WHAT IS REQUIRED: Could you report every line from the entries that includes the word "struct"?

===== THE RECORDS =====

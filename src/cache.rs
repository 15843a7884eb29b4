//! Per-key store of assembled values.

use std::collections::HashMap;
use std::fmt::Debug;
use std::future::Future;
use std::hash::Hash;
use std::sync::Arc;

use tokio::sync::RwLock;
use tracing::debug;

/// In-memory map from a domain key (city code, station pair and date) to a
/// value that was fetched successfully for exactly that key.
///
/// Entries live as long as the cache; there is no eviction. Values are
/// shared behind `Arc` and only ever swapped out whole through
/// [`KeyedCache::replace`]. Concurrent misses on the same key are not
/// deduplicated; each caller fetches independently and the last writer wins.
pub struct KeyedCache<K, V> {
    name: &'static str,
    entries: RwLock<HashMap<K, Arc<V>>>,
}

impl<K, V> KeyedCache<K, V>
where
    K: Eq + Hash + Clone + Debug,
{
    pub fn new(name: &'static str) -> Self {
        Self {
            name,
            entries: RwLock::new(HashMap::new()),
        }
    }

    pub async fn get(&self, key: &K) -> Option<Arc<V>> {
        self.entries.read().await.get(key).cloned()
    }

    pub async fn contains(&self, key: &K) -> bool {
        self.entries.read().await.contains_key(key)
    }

    /// Returns the stored value for `key`, or runs `fetch` and stores its
    /// success. A failed fetch leaves the cache untouched so the next call
    /// retries.
    pub async fn get_or_fetch<F, Fut, E>(&self, key: K, fetch: F) -> Result<Arc<V>, E>
    where
        F: FnOnce() -> Fut,
        Fut: Future<Output = Result<V, E>>,
    {
        if let Some(hit) = self.get(&key).await {
            debug!(cache = self.name, key = ?key, "Cache hit");
            return Ok(hit);
        }

        debug!(cache = self.name, key = ?key, "Cache miss, fetching");
        let value = Arc::new(fetch().await?);
        self.entries.write().await.insert(key, value.clone());
        Ok(value)
    }

    /// Stores `value` under `key`, replacing any previous entry.
    pub async fn replace(&self, key: K, value: V) -> Arc<V> {
        let value = Arc::new(value);
        self.entries.write().await.insert(key, value.clone());
        value
    }

    pub async fn len(&self) -> usize {
        self.entries.read().await.len()
    }
}
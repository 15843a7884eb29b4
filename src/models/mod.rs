//! Normalized, display-ready records produced by [`crate::assemble`].
//!
//! Values are immutable once assembled; refreshes build new ones.

pub mod bike;
pub mod bus;
pub mod rail;

use serde::Serialize;

use crate::services::payload::{NameType, PointType};

/// A name with its Traditional Chinese form always present (possibly empty)
/// and the English form when upstream supplies one.
#[derive(Debug, Clone, Default, PartialEq, Eq, Hash, Serialize)]
pub struct LocalizedName {
    pub zh_tw: String,
    pub en: Option<String>,
}

impl LocalizedName {
    pub fn new(zh_tw: impl Into<String>) -> Self {
        Self {
            zh_tw: zh_tw.into(),
            en: None,
        }
    }

    pub fn is_empty(&self) -> bool {
        self.zh_tw.is_empty()
    }
}

impl From<NameType> for LocalizedName {
    fn from(name: NameType) -> Self {
        Self {
            zh_tw: name.zh_tw.unwrap_or_default(),
            en: name.en,
        }
    }
}

impl std::fmt::Display for LocalizedName {
    fn fmt(&self, f: &mut std::fmt::Formatter<'_>) -> std::fmt::Result {
        f.write_str(&self.zh_tw)
    }
}

#[derive(Debug, Clone, Copy, PartialEq, Serialize)]
pub struct GeoPoint {
    pub lat: f64,
    pub lon: f64,
}

impl From<PointType> for GeoPoint {
    fn from(p: PointType) -> Self {
        Self {
            lat: p.lat,
            lon: p.lon,
        }
    }
}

=====

RESULT OF THE TASK:
pub struct KeyedCache<K, V> {
pub struct LocalizedName {
pub struct GeoPoint {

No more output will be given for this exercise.